The electropolishing system smoothens, polishes, deburrs, and cleans steel, stainless steel, copper alloys, and aluminum alloys in an electrolytic bath. The process selectively removes high points on metal surfaces, giving the surface a high luster.
How Electropolishing Chemicals Work
The metal part is immersed in a liquid media (electrolyte) and subjected to direct current. The metal part is made anodic (+) and a metal cathode (-), usually 316L stainless steel or copper, is used. The direct current then flows from the anode, which becomes polarized, allowing metal ions to diffuse through the film to the cathode, removing metal at a controlled rate. The amount of metal removed depends on the specific bath, temperature, current density, and the particular alloy being electropolished. Generally, on stainless steel, 0.0005 in. is removed in 1,500 amp-minutes per square foot. Current and time are two variables that can be controlled to reach the same surface finish. For example, 100 A/ft2 electropolished for 5 min is 500 amp-minutes; 200 A/ft2 for 21/2 min is 500 amp-minutes. Both pieces of metal would have about the same surface profile. Current densities of 90 to 800 A/ft2 are used in this process depending upon the part to be polished and other parameters. Electropolishing times vary from about 1-15 minutes.

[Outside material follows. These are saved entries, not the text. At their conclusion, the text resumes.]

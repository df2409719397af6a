//! Sensor noise covariance: per-type regularization and whitening.
//!
//! The covariance is estimated outside this crate (typically from
//! pre-stimulus baseline or empty-room data) and loaded through
//! [`crate::io::read_cov`]. Here it is regularized per channel type and
//! turned into the whitening transform `W` with `W·C·Wᵗ ≈ I` that the
//! operator builder and the dSPM normalization both depend on.
use log::debug;
use ndarray::Array2;

use crate::channel::ChannelKind;
use crate::error::{MinvError, Result};
use crate::linalg::eigh;

/// Relative floor under which covariance eigenvalues are treated as zero:
/// anything below `λ_max × EIG_RTOL` is clipped and excluded from the
/// whitener instead of being inverted into numerical noise.
pub const EIG_RTOL: f64 = 1e-15;

/// Per-channel-type diagonal loading factors for [`NoiseCovariance::regularize`].
///
/// A `Some(factor)` requests regularization of that type's sub-block;
/// requesting a type that is absent from the covariance is an error.
/// `RegularizeFactors::all(0.1)` matches the conventional default loading.
#[derive(Debug, Clone, Copy, Default)]
pub struct RegularizeFactors {
    pub grad: Option<f64>,
    pub mag: Option<f64>,
    pub eeg: Option<f64>,
}

impl RegularizeFactors {
    /// The same loading factor for all three channel types.
    pub fn all(factor: f64) -> Self {
        Self { grad: Some(factor), mag: Some(factor), eeg: Some(factor) }
    }

    fn for_kind(&self, kind: ChannelKind) -> Option<f64> {
        match kind {
            ChannelKind::Grad => self.grad,
            ChannelKind::Mag => self.mag,
            ChannelKind::Eeg => self.eeg,
        }
    }
}

/// Sensor-noise covariance matrix indexed by channel order.
#[derive(Debug, Clone)]
pub struct NoiseCovariance {
    /// Channel names, defining row/column order of `data`.
    pub ch_names: Vec<String>,
    /// Sensor kind per channel, same order as `ch_names`.
    pub kinds: Vec<ChannelKind>,
    /// `[n_ch, n_ch]` symmetric covariance.
    pub data: Array2<f64>,
}

impl NoiseCovariance {
    /// Build a covariance, validating shape against the channel list.
    pub fn new(
        ch_names: Vec<String>,
        kinds: Vec<ChannelKind>,
        data: Array2<f64>,
    ) -> Result<Self> {
        let n = ch_names.len();
        if kinds.len() != n {
            return Err(MinvError::DimensionMismatch(format!(
                "covariance has {n} channel names but {} kinds",
                kinds.len()
            )));
        }
        if data.dim() != (n, n) {
            return Err(MinvError::DimensionMismatch(format!(
                "covariance matrix is {:?} but the channel list has {n} entries",
                data.dim()
            )));
        }
        Ok(Self { ch_names, kinds, data })
    }

    pub fn n_channels(&self) -> usize {
        self.ch_names.len()
    }

    /// Diagonal loading per channel-type sub-block.
    ///
    /// For each requested type, adds `factor × trace(block)/dim(block)`
    /// to that block's diagonal entries and returns a new covariance.
    /// Requesting a type with no channels fails with `InvalidInput`.
    pub fn regularize(&self, factors: &RegularizeFactors) -> Result<NoiseCovariance> {
        let mut out = self.data.clone();
        for kind in [ChannelKind::Grad, ChannelKind::Mag, ChannelKind::Eeg] {
            let Some(factor) = factors.for_kind(kind) else { continue };
            if !(factor.is_finite() && factor >= 0.0) {
                return Err(MinvError::InvalidParameter(format!(
                    "regularization factor for {kind} must be finite and >= 0, got {factor}"
                )));
            }
            let idx: Vec<usize> = self
                .kinds
                .iter()
                .enumerate()
                .filter(|(_, &k)| k == kind)
                .map(|(i, _)| i)
                .collect();
            if idx.is_empty() {
                return Err(MinvError::InvalidInput(format!(
                    "regularization requested for {kind} channels but the covariance has none"
                )));
            }
            let trace: f64 = idx.iter().map(|&i| self.data[[i, i]]).sum();
            let load = factor * trace / idx.len() as f64;
            debug!("regularize {kind}: {} channels, diagonal load {load:.3e}", idx.len());
            for &i in &idx {
                out[[i, i]] += load;
            }
        }
        Ok(NoiseCovariance {
            ch_names: self.ch_names.clone(),
            kinds: self.kinds.clone(),
            data: out,
        })
    }

    /// Compute the whitening matrix `W` with `W·C·Wᵗ ≈ I`.
    ///
    /// Eigendecomposes the covariance and scales eigenvectors by
    /// `1/√λ`. Eigenvalues below `λ_max ×` [`EIG_RTOL`] are clipped:
    /// their rows of `W` are zero, so a rank-deficient covariance yields
    /// a whitener onto its non-degenerate subspace. Fails with
    /// `Numerical` when no eigenvalue survives the floor.
    pub fn whitener(&self) -> Result<Array2<f64>> {
        let n = self.n_channels();
        let (vals, vecs) = eigh(&self.data)?;
        let floor = vals[0] * EIG_RTOL;
        if !(vals[0].is_finite() && vals[0] > 0.0) {
            return Err(MinvError::Numerical(format!(
                "covariance is not positive semi-definite: largest eigenvalue {:.3e}",
                vals[0]
            )));
        }

        let n_valid = vals.iter().filter(|&&v| v > floor).count();
        if n_valid == 0 {
            return Err(MinvError::Numerical(
                "all covariance eigenvalues fall below the clipping floor".into(),
            ));
        }
        debug!("whitener: rank {n_valid}/{n}, eigenvalue floor {floor:.3e}");

        // W[k, :] = vecs[:, k]ᵗ / sqrt(λ_k) for valid k, zero otherwise.
        let mut w = Array2::<f64>::zeros((n, n));
        for k in 0..n_valid {
            let scale = 1.0 / vals[k].sqrt();
            for j in 0..n {
                w[[k, j]] = vecs[[j, k]] * scale;
            }
        }
        Ok(w)
    }
}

Advantages of Electropolishing Chemicals
Conventional mechanical finishing systems tend to smear, bend, stress, and even fracture the crystalline metal surface to achieve smoothness or luster. Electropolishing offers the advantages of removing metal from the surface producing a unidirectional pattern that is both stress and occlusion-free, microscopically smooth, and often highly reflective. Additionally, improved corrosion resistance and passivity are achieved on many ferrous and nonferrous alloys. The process micro- and macro-polishes the metal part. Micro-polishing accounts for the brightness and macro-polishing accounts for the smoothness of the metal part.

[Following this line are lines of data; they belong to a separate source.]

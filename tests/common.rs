/// Shared synthetic fixtures for the inverse-solution tests.
///
/// Geometry and lead fields are deterministic (trig-pattern based), so
/// every test sees the same well-conditioned problem without shipping
/// binary fixtures. Reference-data regression tests live behind
/// [`sample_dir`] and run only when the MNE sample exports exist.
use std::path::PathBuf;

use ndarray::Array2;

use minv::{ChannelKind, ForwardOperator, NoiseCovariance, SourceBlock, SourceSpace};

#[allow(unused)]
/// Directory with exported MNE sample-data fixtures, if present.
pub fn sample_dir() -> Option<PathBuf> {
    let p = PathBuf::from(env!("CARGO_MANIFEST_DIR")).join("data");
    if p.join("sample-fwd.safetensors").exists() {
        Some(p)
    } else {
        None
    }
}

#[allow(unused)]
/// Two-hemisphere surface source space with mixed normal orientations.
///
/// lh holds 4 sources with normals alternating between +z and -z (the
/// sulcal-wall situation sign flips exist for); rh holds 2 sources
/// pointing along +x.
pub fn surface_src() -> SourceSpace {
    let lh_normals = ndarray::array![
        [0.0, 0.0, 1.0],
        [0.0, 0.0, -1.0],
        [0.0, 0.0, 1.0],
        [0.0, 0.0, 1.0]
    ];
    let rh_normals = ndarray::array![[1.0, 0.0, 0.0], [1.0, 0.0, 0.0]];
    SourceSpace {
        blocks: vec![
            SourceBlock {
                vertices: vec![3, 10, 21, 33],
                positions: Array2::zeros((4, 3)),
                normals: lh_normals,
            },
            SourceBlock {
                vertices: vec![5, 17],
                positions: Array2::zeros((2, 3)),
                normals: rh_normals,
            },
        ],
    }
}

#[allow(unused)]
/// Free-orientation forward operator over [`surface_src`].
///
/// 8 EEG channels, 6 sources x 3 components; the diagonal boost keeps
/// the whitened lead field full rank and well conditioned.
pub fn surface_forward() -> ForwardOperator {
    let src = surface_src();
    let n_cols = src.n_sources() * 3;
    let lf = Array2::from_shape_fn((8, n_cols), |(i, j)| {
        0.3 * ((i * n_cols + j) as f64 * 0.71).sin()
            + if i == j % 8 { 1.0 } else { 0.0 }
    });
    ForwardOperator::new(
        ch_names(8),
        vec![ChannelKind::Eeg; 8],
        lf,
        src,
        3,
        false,
    )
    .unwrap()
}

#[allow(unused)]
/// Diagonal-dominant noise covariance matching [`surface_forward`].
pub fn surface_cov() -> NoiseCovariance {
    let mut data = Array2::<f64>::eye(8) * 0.04;
    for i in 0..7 {
        data[[i, i + 1]] = 0.004;
        data[[i + 1, i]] = 0.004;
    }
    NoiseCovariance::new(ch_names(8), vec![ChannelKind::Eeg; 8], data).unwrap()
}

#[allow(unused)]
pub fn ch_names(n: usize) -> Vec<String> {
    (0..n).map(|i| format!("EEG {:03}", i + 1)).collect()
}

#[allow(unused)]
/// Maximum absolute value of an array.
pub fn peak(a: &ndarray::Array1<f64>) -> f64 {
    a.iter().fold(0.0_f64, |m, &v| m.max(v.abs()))
}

Deburring is accomplished quickly because of the higher current density on the burr, and because oxygen shields the valleys, enabling the constant exposure of the tip of the burr. Because the metal part is bathed in oxygen, there is no hydrogen embrittlement to the part. In fact, electropolishing is like a stress-relieve anneal. It will remove hydrogen from the surface. This is important to parts placed under torque. Another benefit is that bacteria cannot successfully multiply on a surface devoid of hydrogen, therefore, electropolishing is ideal for medical, pharmaceutical, semiconductor, and food-processing equipment and parts. The combination of no directional lines due to mechanical finishing, plus a surface relatively devoid of hydrogen, results in a hygienically clean surface where no bacteria or dirt can multiply or accumulate.
Summary of Unique Qualities and Benefits of Electropolishing Chemicals
- Stress relief of surface
- Removes oxide
- Passivation of stainless steel, brass, and copper
- Superior corrosion resistance
- Hygienically clean surfaces
- Decarbonization of metals
- No hydrogen embrittlement
- No direction lines
- Low-resistance welding surface
- Reduces friction
- Both polishes and deburrs odd-shaped parts
- Radiuses or sharpens edges depending upon rack position
- Reduces annealing steps
Simplicity of the System
Practically speaking, three major process steps are necessary to electropolish most metal surfaces successfully:
1. Metal preparation and cleaning
2. Electropolish (electropolish drag-out rinse)
3. Post-treatment (rinse, 30% by volume of 42° Baumé nitric acid, rinse, deionized hot water rinse)
Equipment Required for Electropolishing
The electropolishing tank is generally constructed of 316L stainless steel, double welded inside and out. Stainless steel can withstand high temperatures, which are needed if too much water enters the electrolyte. Polypropylene usually 3/4 to 1-in. thick, is another tank choice. This tank can withstand temperatures of 180-190°F.
The direct current source is called a rectifier. The rectifier is generally matched to the size of the electropolish tank. If the tank is to be cooled by tap water through a plate coil, no more than 5.0 A/gal should be used, therefore, in a 500-gal tank, the capacity of the rectifier should not be more than 2,500 A. If 3,500 A are needed, then the tank size must be increased to compensate for the increased wattage going into the tank (amps volts = watts). Voltage is also determined by the number of amperes needed to electropolish the part. Generally, 600-3,000 A requires an 18-V DC output, and 3,500-10,000 requires a 24-V rectifier. Optimum running voltage is 9-13 V for stainless steel. Aluminum requires a 30-40 V rectifier. Aluminum is run by voltage rather than amperage.
Electropolish racks for most metals are made of copper spines and crosspieces, which have been pressed in a thin skin of titanium. Copper, phosphor-bronze, or titanium clips are used and can be bolted on with titanium nuts and bolts. Some racks are made of copper and copper spines and are coated with PVC. These racks are generally for electropolishing of aluminum, copper, brass, and bronze, although titanium can be used here instead. When building a rack, remember that 1 in 2 of copper carries 1,000 A.